O site feminista Maria Capaz publicou uma carta aberta criticando o comportamento da juíza. “Quando os sistemas de resposta à violência (saúde, apoio social, justiça) reforçam crenças promovidas por agressores estamos perante uma situação definida como vitimação secundária”, apontam as subscritoras da missiva.

Esse documento será entregue ao Conselho Superior da Magistratura, o que poderá desencadear a abertura de um processo disciplinar.

Em causa está a forma como a juíza Joana Ferrer criticou Bárbara Guimarães e tratou a apresentadora apenas pelo nome próprio, Bárbara, enquanto se dirigiu ao réu, Manuel Maria Carilho, sempre por “professor”.
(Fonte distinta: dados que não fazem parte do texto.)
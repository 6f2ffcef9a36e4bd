#![allow(dead_code)]

use registration_service::config::{
    AdminConfig, DatabaseConfig, NotificationQueueConfig, PaymentsConfig, PhonePeConfig,
    PublicUrlConfig, RazorpayConfig, RegistrationConfig, SmtpConfig, StoreBackend,
};
use registration_service::models::PaymentGatewayKind;
use registration_service::services::notifications::EmailMessage;
use registration_service::services::{
    InMemoryStore, MockEmailProvider, NotificationDispatcher,
};
use registration_service::startup::{build_gateways, build_router, AppState};
use reqwest::Client;
use secrecy::Secret;
use serde_json::{json, Value};
use service_core::config::Config as CoreConfig;
use service_core::utils::signature::{hmac_sha256_hex, sha256_hex};
use std::sync::Arc;
use std::time::Duration;
use wiremock::matchers::{method, path};
use wiremock::{Mock, MockServer, ResponseTemplate};

pub const LEAD_EMAIL: &str = "lead@x.com";
pub const ADMIN_EMAIL: &str = "organiser@robomania.in";

pub const RAZORPAY_KEY_SECRET: &str = "rzp_test_secret";
pub const RAZORPAY_WEBHOOK_SECRET: &str = "rzp_webhook_secret";
pub const PHONEPE_CALLBACK_USER: &str = "robomania";
pub const PHONEPE_CALLBACK_PASSWORD: &str = "callback-pass";

pub const FRONTEND_URL: &str = "http://frontend.test";

pub struct TestOptions {
    pub require_callback_auth: bool,
    pub webhook_secret: String,
}

impl Default for TestOptions {
    fn default() -> Self {
        Self {
            require_callback_auth: true,
            webhook_secret: RAZORPAY_WEBHOOK_SECRET.to_string(),
        }
    }
}

pub struct TestApp {
    pub address: String,
    pub client: Client,
    pub store: Arc<InMemoryStore>,
    pub mailer: Arc<MockEmailProvider>,
    pub razorpay: MockServer,
    pub phonepe: MockServer,
}

pub fn test_config(razorpay_url: &str, phonepe_url: &str, options: &TestOptions) -> RegistrationConfig {
    RegistrationConfig {
        common: CoreConfig {
            port: 0,
            ..CoreConfig::default()
        },
        service_name: "registration-service-test".to_string(),
        log_level: "info".to_string(),
        otlp_endpoint: None,
        is_production: false,
        database: DatabaseConfig {
            backend: StoreBackend::Memory,
            url: Secret::new(String::new()),
            max_connections: 1,
            min_connections: 1,
        },
        razorpay: RazorpayConfig {
            key_id: "rzp_test_key".to_string(),
            key_secret: Secret::new(RAZORPAY_KEY_SECRET.to_string()),
            webhook_secret: Secret::new(options.webhook_secret.clone()),
            api_base_url: razorpay_url.to_string(),
        },
        phonepe: PhonePeConfig {
            client_id: "phonepe-client".to_string(),
            client_secret: Secret::new("phonepe-secret".to_string()),
            client_version: 1,
            api_base_url: phonepe_url.to_string(),
            auth_base_url: phonepe_url.to_string(),
            callback_username: PHONEPE_CALLBACK_USER.to_string(),
            callback_password: Secret::new(PHONEPE_CALLBACK_PASSWORD.to_string()),
        },
        payments: PaymentsConfig {
            default_gateway: PaymentGatewayKind::Razorpay,
            order_expiry_secs: 1800,
            currency: "INR".to_string(),
            require_callback_auth: options.require_callback_auth,
        },
        public: PublicUrlConfig {
            api_base_url: "http://api.test".to_string(),
            frontend_url: FRONTEND_URL.to_string(),
        },
        smtp: SmtpConfig {
            host: "localhost".to_string(),
            port: 587,
            user: String::new(),
            password: Secret::new(String::new()),
            from_email: "noreply@robomania.in".to_string(),
            from_name: "RoboMania".to_string(),
            enabled: false,
        },
        notifications: NotificationQueueConfig {
            queue_size: 64,
            max_retry_secs: 2,
        },
        admin: AdminConfig {
            emails: vec![ADMIN_EMAIL.to_string()],
        },
    }
}

impl TestApp {
    pub async fn spawn() -> Self {
        Self::spawn_with(TestOptions::default()).await
    }

    pub async fn spawn_with(options: TestOptions) -> Self {
        let razorpay = MockServer::start().await;
        let phonepe = MockServer::start().await;
        let config = test_config(&razorpay.uri(), &phonepe.uri(), &options);

        let store = Arc::new(InMemoryStore::new());
        let mailer = Arc::new(MockEmailProvider::new());
        let notifier = NotificationDispatcher::start(mailer.clone(), &config.notifications);
        let gateways = build_gateways(&config);
        let state = AppState::new(config, store.clone(), gateways, notifier);

        let listener = tokio::net::TcpListener::bind("127.0.0.1:0")
            .await
            .expect("Failed to bind test listener");
        let port = listener.local_addr().expect("No local address").port();
        let router = build_router(state);
        tokio::spawn(async move {
            axum::serve(listener, router).await.ok();
        });

        let client = Client::builder()
            .redirect(reqwest::redirect::Policy::none())
            .build()
            .expect("Failed to build HTTP client");

        TestApp {
            address: format!("http://127.0.0.1:{}", port),
            client,
            store,
            mailer,
            razorpay,
            phonepe,
        }
    }

    pub fn url(&self, path: &str) -> String {
        format!("{}{}", self.address, path)
    }

    pub async fn post_json(&self, path: &str, email: Option<&str>, body: &Value) -> reqwest::Response {
        let mut request = self.client.post(self.url(path)).json(body);
        if let Some(email) = email {
            request = request.header("X-User-Email", email);
        }
        request.send().await.expect("Failed to execute request")
    }

    pub async fn get(&self, path: &str, email: Option<&str>) -> reqwest::Response {
        let mut request = self.client.get(self.url(path));
        if let Some(email) = email {
            request = request.header("X-User-Email", email);
        }
        request.send().await.expect("Failed to execute request")
    }

    /// Razorpay answers order creation with `order_id`.
    pub async fn mount_razorpay_order(&self, order_id: &str) {
        Mock::given(method("POST"))
            .and(path("/orders"))
            .respond_with(ResponseTemplate::new(200).set_body_json(json!({
                "id": order_id,
                "amount": 50000,
                "amount_paid": 0,
                "currency": "INR",
                "status": "created"
            })))
            .mount(&self.razorpay)
            .await;
    }

    /// Replaces every Razorpay mock with an order in `status` and the given payments.
    pub async fn set_razorpay_status(&self, order_id: &str, status: &str, payments: Value) {
        self.razorpay.reset().await;
        Mock::given(method("GET"))
            .and(path(format!("/orders/{}", order_id)))
            .respond_with(ResponseTemplate::new(200).set_body_json(json!({
                "id": order_id,
                "amount": 50000,
                "amount_paid": if status == "paid" { 50000 } else { 0 },
                "status": status
            })))
            .mount(&self.razorpay)
            .await;
        Mock::given(method("GET"))
            .and(path(format!("/orders/{}/payments", order_id)))
            .respond_with(ResponseTemplate::new(200).set_body_json(json!({ "items": payments })))
            .mount(&self.razorpay)
            .await;
    }

    pub async fn mount_phonepe_token(&self) {
        Mock::given(method("POST"))
            .and(path("/v1/oauth/token"))
            .respond_with(ResponseTemplate::new(200).set_body_json(json!({
                "access_token": "phonepe-token",
                "expires_at": chrono::Utc::now().timestamp() + 3600
            })))
            .mount(&self.phonepe)
            .await;
    }

    pub async fn mount_phonepe_order(&self) {
        Mock::given(method("POST"))
            .and(path("/checkout/v2/sdk/order"))
            .respond_with(ResponseTemplate::new(200).set_body_json(json!({
                "orderId": "OMO123",
                "state": "PENDING",
                "token": "checkout-token",
                "expireAt": chrono::Utc::now().timestamp_millis() + 1_800_000
            })))
            .mount(&self.phonepe)
            .await;
    }

    /// Replaces every PhonePe mock with the token endpoint and an order in `state`.
    pub async fn set_phonepe_status(&self, merchant_order_id: &str, state: &str) {
        self.phonepe.reset().await;
        self.mount_phonepe_token().await;
        Mock::given(method("GET"))
            .and(path(format!(
                "/checkout/v2/order/{}/status",
                merchant_order_id
            )))
            .respond_with(ResponseTemplate::new(200).set_body_json(json!({
                "orderId": "OMO123",
                "state": state,
                "amount": 30000,
                "paymentDetails": [
                    { "transactionId": "TX123", "state": state }
                ]
            })))
            .mount(&self.phonepe)
            .await;
    }

    /// Waits until at least `count` emails were handed to the provider.
    pub async fn wait_for_emails(&self, count: u64) -> Vec<EmailMessage> {
        for _ in 0..100 {
            if self.mailer.send_count() >= count {
                break;
            }
            tokio::time::sleep(Duration::from_millis(20)).await;
        }
        // Let any surplus jobs land so callers can assert exact counts.
        tokio::time::sleep(Duration::from_millis(100)).await;
        self.mailer.sent()
    }
}

pub fn team_payload() -> Value {
    json!({
        "team_name": "Sparks",
        "institution": "IIT Delhi",
        "contact_phone": "9876543210"
    })
}

pub fn members_payload() -> Value {
    json!([
        { "name": "Asha", "email": LEAD_EMAIL, "phone": "9876543210" },
        { "name": "Ravi", "email": "ravi@x.com" }
    ])
}

pub fn combat_entry(bot_id: &str, weight: f64) -> Value {
    json!({
        "competition_type": "ROBOWARS",
        "amount": 300,
        "bot": {
            "id": bot_id,
            "name": "Crusher",
            "weight": weight,
            "dimensions": "40x30x20",
            "weapon_type": "spinner"
        }
    })
}

pub fn race_entry(weight: f64) -> Value {
    json!({
        "competition_type": "ROBORACE",
        "amount": 200,
        "bot": {
            "name": "Dash",
            "weight": weight,
            "dimensions": "20x15x10"
        }
    })
}

pub fn soccer_entry(weight: f64) -> Value {
    json!({
        "competition_type": "ROBOSOCCER",
        "bot": {
            "name": "Striker",
            "weight": weight,
            "dimensions": "15 x 15 x 10 cm"
        }
    })
}

pub fn order_request(gateway: &str, competitions: Value) -> Value {
    json!({
        "gateway": gateway,
        "team": team_payload(),
        "members": members_payload(),
        "competitions": competitions
    })
}

pub fn checkout_signature(order_id: &str, payment_id: &str) -> String {
    hmac_sha256_hex(RAZORPAY_KEY_SECRET, &format!("{}|{}", order_id, payment_id))
        .expect("Failed to sign")
}

pub fn webhook_signature(body: &str) -> String {
    hmac_sha256_hex(RAZORPAY_WEBHOOK_SECRET, body).expect("Failed to sign")
}

pub fn phonepe_authorization() -> String {
    sha256_hex(&format!(
        "{}:{}",
        PHONEPE_CALLBACK_USER, PHONEPE_CALLBACK_PASSWORD
    ))
}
De acordo com o jornal “Público”, na primeira sessão do julgamento, na sexta-feira em Lisboa, a juíza perguntou a Bárbara Guimarães quando é que as coisas “mudaram”. “Confesso que estive a ver fotografias do vosso casamento”, disse Joana Ferrer, e tudo parecia maravilhoso. “Parece que o professor Carrilho foi um homem, até ao nascimento da Carlota [a segunda filha do casal], e depois passou a ser um monstro.” Ora, “o ser humano não muda assim”, disse a juíza.

Joana Ferrer criticou durante o julgamento a alegada vítima de violência doméstica por não ter apresentado queixa contra o então marido, logo quando ocorreu a primeira agressão.

A actuação da juíza foi também criticada publicamente pela Associação Portuguesa de Mulheres Juristas. Em comunicado, a associação diz que "não quer deixar de expressar publicamente a sua preocupação pelo que estas revelam sobre a persistência de prejuízos desconformes com o legalmente estipulado sobre o modo de agir com vítimas de violência doméstica”.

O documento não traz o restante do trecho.